§ Your instructions:
Say how many of the lines below include the word "tracing", and write nothing else.

Records for the exercise Start Marker

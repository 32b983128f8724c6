use serde::Deserialize;

use super::{de, HasId};

/// A customer review, `GET /reviews`.
#[derive(Clone, Debug, PartialEq, Deserialize)]
pub struct Review {
    #[serde(deserialize_with = "de::string_or_number")]
    pub id: String,
    #[serde(default, deserialize_with = "de::opt_string_or_number")]
    pub name: Option<String>,
    #[serde(default, deserialize_with = "de::opt_string_or_number")]
    pub email: Option<String>,
    #[serde(default, deserialize_with = "de::opt_string_or_number")]
    pub rating: Option<String>,
    #[serde(default, alias = "review", deserialize_with = "de::string_or_number")]
    pub comment: String,
    #[serde(default, deserialize_with = "de::opt_string_or_number")]
    pub created_at: Option<String>,
}

impl HasId for Review {
    fn id(&self) -> &str {
        &self.id
    }
}

impl Review {
    /// Rating clamped to 0..=5; unparsable ratings count as 0.
    pub fn stars(&self) -> u8 {
        self.rating
            .as_deref()
            .and_then(|r| r.trim().parse::<f64>().ok())
            .map(|r| r.round().clamp(0.0, 5.0) as u8)
            .unwrap_or(0)
    }

    pub fn author(&self) -> &str {
        self.name
            .as_deref()
            .or(self.email.as_deref())
            .unwrap_or("Anonymous")
    }

    /// Date part of `created_at` (`YYYY-MM-DD`), if any.
    pub fn date(&self) -> Option<&str> {
        let ts = self.created_at.as_deref()?;
        Some(ts.get(..10).unwrap_or(ts))
    }
}

#[cfg(test)]
mod tests {
    use super::*;

    #[test]
    fn test_review_fields() {
        let review: Review = serde_json::from_str(
            r#"{"id": 4, "name": "Asha", "rating": "4.6", "review": "Great box",
                "created_at": "2024-03-01T10:00:00Z"}"#,
        )
        .unwrap();
        assert_eq!(review.id, "4");
        assert_eq!(review.comment, "Great box");
        assert_eq!(review.stars(), 5);
        assert_eq!(review.author(), "Asha");
        assert_eq!(review.date(), Some("2024-03-01"));
    }

    #[test]
    fn test_review_defaults() {
        let review: Review =
            serde_json::from_str(r#"{"id": 1, "rating": 9, "comment": "ok"}"#).unwrap();
        assert_eq!(review.stars(), 5);
        assert_eq!(review.author(), "Anonymous");
        assert!(review.date().is_none());

        let review: Review = serde_json::from_str(r#"{"id": 2, "rating": "n/a"}"#).unwrap();
        assert_eq!(review.stars(), 0);
    }
}
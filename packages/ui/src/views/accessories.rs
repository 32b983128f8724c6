//! Accessories dashboard: searchable table, add form, edit modal, delete.

use api::{filter_accessories, remove_by_id, Accessory, AccessoryUpdate, NewAccessory};
use dioxus::prelude::*;

use crate::upload::read_images;
use crate::{show_notice, use_api, use_config, use_notice, ConfirmDialog, Notice};
use super::ModalOverlay;

#[component]
pub fn Accessories() -> Element {
    let client = use_api();
    let config = use_config();
    let mut notice = use_notice();

    let mut accessories = use_signal(Vec::<Accessory>::new);
    let mut search = use_signal(String::new);
    let mut editing = use_signal(|| Option::<(String, AccessoryUpdate)>::None);
    let mut pending_delete = use_signal(|| Option::<String>::None);
    let mut add_form = use_signal(AddFormState::default);

    let mut loader = use_resource({
        let client = client.clone();
        move || {
            let client = client.clone();
            async move {
                match client.list_accessories().await {
                    Ok(items) => accessories.set(items),
                    Err(e) => tracing::error!("Error fetching accessories: {}", e),
                }
            }
        }
    });

    let create = {
        let client = client.clone();
        move |draft: NewAccessory| {
            let client = client.clone();
            spawn(async move {
                match client.create_accessory(draft).await {
                    Ok(()) => {
                        add_form.write().reset();
                        show_notice(&mut notice, Notice::success("Success", "Accessory added successfully."));
                        loader.restart();
                    }
                    Err(e) => {
                        tracing::error!("Error adding accessory: {}", e);
                        let text = e.user_message("Failed to add the accessory.");
                        show_notice(&mut notice, Notice::error("Error", &text));
                    }
                }
            });
        }
    };

    let update = {
        let client = client.clone();
        move |(id, form): (String, AccessoryUpdate)| {
            let client = client.clone();
            spawn(async move {
                match client.update_accessory(&id, &form).await {
                    Ok(()) => {
                        show_notice(&mut notice, Notice::success("Success", "Accessory updated successfully."));
                        loader.restart();
                        editing.set(None);
                    }
                    Err(e) => {
                        tracing::error!("Error updating accessory: {}", e);
                        let text = e.user_message("Failed to update the accessory.");
                        show_notice(&mut notice, Notice::error("Error", &text));
                    }
                }
            });
        }
    };

    let mut delete = {
        let client = client.clone();
        move |id: String| {
            let client = client.clone();
            pending_delete.set(None);
            spawn(async move {
                match client.delete_accessory(&id).await {
                    Ok(()) => {
                        remove_by_id(&mut *accessories.write(), &id);
                        show_notice(&mut notice, Notice::success("Deleted!", "Accessory has been deleted."));
                    }
                    Err(e) => {
                        tracing::error!("Error deleting accessory: {}", e);
                        show_notice(&mut notice, Notice::error("Error", "Failed to delete the accessory."));
                    }
                }
            });
        }
    };

    let filtered = filter_accessories(&accessories.read(), &search());

    rsx! {
        div {
            class: "container-fluid mt-4",
            div {
                class: "d-flex justify-content-between align-items-center col-11 mx-auto",
                h2 { class: "fw-bold mt-4", "Accessories Dashboard" }
            }

            div {
                class: "col-md-11 mx-auto mt-3",
                input {
                    r#type: "text",
                    class: "form-control",
                    placeholder: "Search by name or category...",
                    value: "{search}",
                    oninput: move |evt: FormEvent| search.set(evt.value()),
                }
            }

            div {
                class: "col-md-11 mx-auto mt-4",
                AddAccessoryForm { form: add_form, on_submit: create }
            }

            div {
                class: "row mt-4 col-12 mx-auto",
                div {
                    class: "col-md-11 mx-auto",
                    div {
                        class: "bg-white shadow-sm rounded p-3",
                        h5 { class: "fw-bold mb-3", "Accessory List" }
                        table {
                            class: "table table-bordered table-striped",
                            thead {
                                class: "table-light",
                                tr {
                                    th { "ID" }
                                    th { "Image" }
                                    th { "Name" }
                                    th { "Category" }
                                    th { "Price" }
                                    th { "Color" }
                                    th { "Quantity" }
                                    th { "Actions" }
                                }
                            }
                            tbody {
                                if filtered.is_empty() {
                                    tr {
                                        td { colspan: "8", class: "text-center", "No accessories found" }
                                    }
                                }
                                for item in filtered {
                                    AccessoryRow {
                                        key: "{item.id}",
                                        item: item.clone(),
                                        uploads_base_url: config.uploads_base_url.clone(),
                                        on_edit: move |item: Accessory| editing.set(Some((item.id.clone(), item.to_update()))),
                                        on_delete: move |id: String| pending_delete.set(Some(id)),
                                    }
                                }
                            }
                        }
                    }
                }
            }
        }

        if let Some((id, form)) = editing() {
            EditAccessoryModal {
                id,
                initial: form,
                on_save: update,
                on_cancel: move |_| editing.set(None),
            }
        }

        if let Some(id) = pending_delete() {
            ConfirmDialog {
                on_confirm: move |_| delete(id.clone()),
                on_cancel: move |_| pending_delete.set(None),
            }
        }
    }
}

Records for the exercise End Marker

§ Task output:
4